Dataset entries
▼

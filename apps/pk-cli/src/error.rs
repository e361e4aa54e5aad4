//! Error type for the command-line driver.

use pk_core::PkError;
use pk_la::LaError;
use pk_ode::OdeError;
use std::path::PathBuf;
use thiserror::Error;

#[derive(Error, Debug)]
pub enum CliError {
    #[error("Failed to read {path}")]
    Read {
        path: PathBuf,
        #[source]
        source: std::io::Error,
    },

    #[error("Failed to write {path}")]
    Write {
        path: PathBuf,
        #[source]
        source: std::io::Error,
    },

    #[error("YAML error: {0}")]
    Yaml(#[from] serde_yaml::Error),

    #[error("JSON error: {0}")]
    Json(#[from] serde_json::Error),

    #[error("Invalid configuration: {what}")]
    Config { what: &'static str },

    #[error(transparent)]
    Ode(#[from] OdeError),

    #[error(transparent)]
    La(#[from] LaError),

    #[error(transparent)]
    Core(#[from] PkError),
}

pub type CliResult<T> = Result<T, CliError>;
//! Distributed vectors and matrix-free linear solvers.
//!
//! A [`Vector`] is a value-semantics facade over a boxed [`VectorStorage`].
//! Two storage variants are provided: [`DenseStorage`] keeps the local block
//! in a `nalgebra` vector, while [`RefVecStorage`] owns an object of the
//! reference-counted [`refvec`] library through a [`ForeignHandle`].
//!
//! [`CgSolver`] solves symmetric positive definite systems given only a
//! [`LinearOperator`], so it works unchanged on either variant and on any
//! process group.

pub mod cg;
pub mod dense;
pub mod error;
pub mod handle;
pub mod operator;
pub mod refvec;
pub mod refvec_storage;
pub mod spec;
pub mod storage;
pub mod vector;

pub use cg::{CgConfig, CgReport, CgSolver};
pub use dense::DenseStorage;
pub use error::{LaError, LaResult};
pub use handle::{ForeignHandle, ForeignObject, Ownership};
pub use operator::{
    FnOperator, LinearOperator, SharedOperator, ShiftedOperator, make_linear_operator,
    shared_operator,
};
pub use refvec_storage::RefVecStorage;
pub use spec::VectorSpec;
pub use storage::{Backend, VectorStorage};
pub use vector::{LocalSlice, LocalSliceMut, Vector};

▲

Each line that holds the word "LaError" should be extracted from the records.

use pk_la::LaError;
    La(#[from] LaError),
pub use error::{LaError, LaResult};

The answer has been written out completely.